Asia,  China,  ER,  Japan

Kamikaze and the Aborted Mongol Invasions of Japan

Legend holds that the kamikaze, or "divine wind," prevented the Mongolian invasion of Japan in 1281, as depicted in this 19th-century piece by artist Issho Yada.
Legend holds that the kamikaze, or “divine wind,” prevented the Mongolian invasion of Japan in 1281, as depicted in this 19th-century piece by artist Issho Yada.

In Simon Schama’s History of Britain, he makes the comment that the weather bats for England.  Apparently the weather has that same deal with Japan.  The word “kamikaze” brings visions of suicide pilots from World War II, but the word actually means “divine wind”.  In this case, the kamikaze defended the Japanese islands from invasion fleets.

In the 13th century, the Mongols had swept through Asia and had finished bringing Goryeo, or Korea, into the empire.  Kublai Khan had become the first emperor of the Yuan (or Mongol) dynasty of China.  Now he cast his hungry eyes towards Japan.  At this time, Japan was ruled by the Shogunate Regents of Hōjō clan.  In 1266, Kublai Khan sent emissaries to Japan offering to make Japan a vasal state of the Mongol empire….or else.  This threat did not go over the first time it was made or the second in 1268 and the emissaries went home empty handed.  Later emissaries sent between 1269 and 1272 were not allowed to even land.  These slights to the the great Khagan could not go unanswered.

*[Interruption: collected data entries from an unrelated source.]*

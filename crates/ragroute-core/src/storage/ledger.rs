//! Append-only interaction ledger
//!
//! Every routing decision and every feedback event becomes one JSON line in
//! `interactions.jsonl`:
//!
//! ```text
//! {"type":"decision","interaction_id":"…","question":"…","category":"factual","handler":"naive_rag",…}
//! {"type":"feedback","interaction_id":"…","reward":1.0,…}
//! ```
//!
//! The file is the source of truth and is never rewritten in place. The
//! in-memory index from interaction id to decision is a cache rebuilt by
//! replaying the file on open. Retention is unbounded: any decision that made
//! it to the log can still receive feedback.
//!
//! Appends are serialized under one mutex so file order equals insertion
//! order. A failed write keeps the line queued in memory and is retried on the
//! next append or [`InteractionLedger::flush`]; readers always see every
//! completed append regardless.

use std::collections::HashMap;
use std::fs::{File, OpenOptions};
use std::io::{self, BufRead, BufReader, Write};
use std::path::{Path, PathBuf};
use std::sync::{Mutex, MutexGuard};

use chrono::{DateTime, Utc};
use serde::{Deserialize, Serialize};
use tracing::{debug, info, warn};

use crate::error::{Error, Result};
use crate::routing::Category;

/// Default ledger file name inside the data directory
pub const LEDGER_FILE: &str = "interactions.jsonl";

/// What happened when the chosen handler ran
#[derive(Debug, Clone, PartialEq, Eq, Serialize, Deserialize)]
#[serde(tag = "status", rename_all = "snake_case")]
pub enum DecisionOutcome {
    /// The handler returned an answer
    Completed,
    /// The handler failed or timed out
    Failed { error: String },
    /// The caller went away before the handler finished
    Cancelled,
}

/// One routing decision
#[derive(Debug, Clone, PartialEq, Serialize, Deserialize)]
pub struct DecisionRecord {
    pub interaction_id: String,
    pub question: String,
    pub category: Category,
    pub handler: String,
    pub top_k: usize,
    pub manual_override: bool,
    #[serde(default, skip_serializing_if = "Option::is_none")]
    pub source_count: Option<usize>,
    pub outcome: DecisionOutcome,
    pub timestamp: DateTime<Utc>,
}

/// One reward signal for an earlier decision
#[derive(Debug, Clone, PartialEq, Serialize, Deserialize)]
pub struct FeedbackRecord {
    pub interaction_id: String,
    /// Copied from the decision so the log reads on its own
    pub category: Category,
    pub handler: String,
    pub reward: f64,
    pub timestamp: DateTime<Utc>,
}

/// A ledger line
#[derive(Debug, Clone, PartialEq, Serialize, Deserialize)]
#[serde(tag = "type", rename_all = "snake_case")]
pub enum LedgerEntry {
    Decision(DecisionRecord),
    Feedback(FeedbackRecord),
}

impl LedgerEntry {
    pub fn interaction_id(&self) -> &str {
        match self {
            Self::Decision(d) => &d.interaction_id,
            Self::Feedback(f) => &f.interaction_id,
        }
    }
}

#[derive(Debug, Default)]
struct LedgerInner {
    entries: Vec<LedgerEntry>,
    index: HashMap<String, DecisionRecord>,
    /// Newline-terminated bytes that have not reached disk yet. A line cut
    /// short by a failed write keeps only its unwritten tail here.
    pending: Vec<u8>,
}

A mass construction began on the Korean coast, and a fleet of 300 large vessels and 400-500 smaller crafts set sail for Japan.  On the ships were 15,000 mongol and Chinese soldiers and 8,000 Korean soldiers.  In the autumn of 1274, this fleet set sail and lay at anchor in Hakata Bay, Kyushu Japan.  This was only a short distance from Dazaifu, the capital of Kyushu province.  All of North Kyushu had been mobilized, but the Japanese commanders were having difficulty controlling such a large group of troops as even pitched battles were often decided by single combat.  The Mongols were very experienced with moving a strategically moving a large force.  They also had superior weapons such as the short composite bows that the Mongols were famous for, with poisoned arrows, fire arrows, bow-launched arrows with small rocket engines attached and gunpowder-packed exploding arrows and grenades with ceramic shells thrown by slings to terrify the enemy’s horses.  It looked to be easy pickings for the Mongols.  However, around nightfall a typhoon hit Hakata Bay.  The storm was so fierce the Mongol captains suggested the troops who landed reboard the ships to avoid being stuck on Japanese soil.  By daybreak, the ships that had not gone out to sea had been destroyed.  Some estimates put this figure at close to 200 ships.  It is estimated that 13,000 troops drowned.  The remaining Mongol soldiers were dispatched by Japanese soldiers who boarded the ships left afloat in the cover of darkness.  The remaining fleet limped home to Korea.

The Mongols were not ones to give up easily.  Just because the first invasion failed, that did not mean a second one would.  They began rebuilding and an even larger fleet of 900 ships containing 40,000 troops set sail in the spring of 1281.  In coordination with the 900 ships from Korea, the Yuans in China were sending 100,000 troops in 3,500 ships from southern China.  The two massive fleets were to converge on the same place as before-  Hakata Bay, Kyushu Japan.  This time, the Japanese were ready for them and had built two meter high walls around all of the beaches.  The Mongol fleet stayed afloat for months trying to find a place they could land, when finally they were prepared to fight on August 15, 1281.  And in what must have been a cosmic joke, another typhoon hit Hakata Bay for two straight days wrecking the Mongol fleet.  Many of the ships from China were flat bottomed river going vessels, which were difficult to sail on the high seas let alone in a typhoon.  They capsized at a high rate.  Contemporary Japanese accounts say over 4,000 ships were sunk and 80% of the troops were either drowned or killed by samurai patrolling the beaches.  After this, the Mongols seemed to learn their lesson and did not try to attack Japan again.

There were lasting effects to these two attempts, however.  One was the development of the Japanese katana in the 13th and 14th century.  Prior to the invasion, Japanese swords were long and thin.  When attacking the Mongols, these types of swords got stuck in the thick leather armor worn by the troops and broke off.  Blacksmiths reevaluated this design and made the new katana’s shorter and thicker.  This also reinforced the myth of a “kamakaze” to defend the Japanese nation.  Japanese legend attributed the Kamikaze to Raijin, the god of lightning, thunder and storms.  Some legends say the Emperor had the ability to call up the Kamakaze.  This legend was invoked in World War II to refer to the suicide pilots who deliberately crashed their planes into enemy targets.  

These were considered legends, but in 2011 divers found remains of a ship the sunken Mongol fleet off coast of Japan near Nagasaki.  Ultrasound equipment located the well-preserved wreck 3 feet below the seabed.  It is the first ship from this period found with an intact hull.